EXERCISE OBJECTIVE:
Look through the listing below, and wherever a line has the string "MutexGuard", copy it.

PROVIDED INFORMATION:

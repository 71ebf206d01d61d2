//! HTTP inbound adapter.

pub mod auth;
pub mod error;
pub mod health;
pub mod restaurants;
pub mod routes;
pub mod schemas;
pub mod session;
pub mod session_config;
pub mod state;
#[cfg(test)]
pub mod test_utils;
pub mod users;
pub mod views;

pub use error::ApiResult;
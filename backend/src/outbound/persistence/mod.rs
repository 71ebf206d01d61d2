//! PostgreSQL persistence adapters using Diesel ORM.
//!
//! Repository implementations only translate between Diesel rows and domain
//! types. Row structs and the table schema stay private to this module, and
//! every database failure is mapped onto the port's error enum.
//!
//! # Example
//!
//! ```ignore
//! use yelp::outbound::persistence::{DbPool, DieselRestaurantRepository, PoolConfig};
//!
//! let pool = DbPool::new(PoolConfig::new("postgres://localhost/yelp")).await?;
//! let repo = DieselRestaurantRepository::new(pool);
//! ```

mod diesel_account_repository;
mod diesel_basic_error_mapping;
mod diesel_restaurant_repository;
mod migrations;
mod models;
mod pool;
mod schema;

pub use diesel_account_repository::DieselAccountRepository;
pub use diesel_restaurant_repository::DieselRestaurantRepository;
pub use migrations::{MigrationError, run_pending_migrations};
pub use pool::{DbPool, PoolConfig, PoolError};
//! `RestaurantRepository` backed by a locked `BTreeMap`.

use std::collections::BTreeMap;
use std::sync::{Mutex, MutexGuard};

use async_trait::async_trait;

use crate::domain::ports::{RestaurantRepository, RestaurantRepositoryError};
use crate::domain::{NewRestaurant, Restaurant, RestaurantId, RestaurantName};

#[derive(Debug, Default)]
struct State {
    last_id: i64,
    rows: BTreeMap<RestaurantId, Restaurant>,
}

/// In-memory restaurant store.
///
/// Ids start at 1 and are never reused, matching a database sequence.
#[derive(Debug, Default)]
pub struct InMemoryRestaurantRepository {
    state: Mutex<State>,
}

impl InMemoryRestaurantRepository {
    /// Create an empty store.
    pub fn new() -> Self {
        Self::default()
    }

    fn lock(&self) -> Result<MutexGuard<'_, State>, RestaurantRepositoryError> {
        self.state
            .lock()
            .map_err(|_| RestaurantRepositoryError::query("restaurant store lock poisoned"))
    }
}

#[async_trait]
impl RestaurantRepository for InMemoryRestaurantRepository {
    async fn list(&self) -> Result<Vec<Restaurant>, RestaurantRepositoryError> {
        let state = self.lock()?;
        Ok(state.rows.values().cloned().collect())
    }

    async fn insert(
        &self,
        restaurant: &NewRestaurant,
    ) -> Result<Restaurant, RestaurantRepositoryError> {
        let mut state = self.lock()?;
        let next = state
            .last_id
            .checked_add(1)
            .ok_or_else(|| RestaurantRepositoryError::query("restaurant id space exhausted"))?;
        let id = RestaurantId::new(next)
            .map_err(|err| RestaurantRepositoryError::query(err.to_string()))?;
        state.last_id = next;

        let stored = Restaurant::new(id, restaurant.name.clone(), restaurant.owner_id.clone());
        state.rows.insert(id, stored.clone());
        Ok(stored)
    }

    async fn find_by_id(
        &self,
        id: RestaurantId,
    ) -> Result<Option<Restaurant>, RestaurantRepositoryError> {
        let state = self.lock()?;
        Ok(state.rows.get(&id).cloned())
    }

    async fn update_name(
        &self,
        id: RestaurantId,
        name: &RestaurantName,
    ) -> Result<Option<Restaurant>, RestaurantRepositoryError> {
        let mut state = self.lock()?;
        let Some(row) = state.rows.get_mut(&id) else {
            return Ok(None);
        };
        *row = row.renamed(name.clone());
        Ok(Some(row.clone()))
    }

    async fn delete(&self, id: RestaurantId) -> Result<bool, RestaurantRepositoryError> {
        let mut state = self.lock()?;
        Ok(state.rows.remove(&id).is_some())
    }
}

TASK OUTPUT:
use std::sync::{Mutex, MutexGuard};
    fn lock(&self) -> Result<MutexGuard<'_, State>, RestaurantRepositoryError> {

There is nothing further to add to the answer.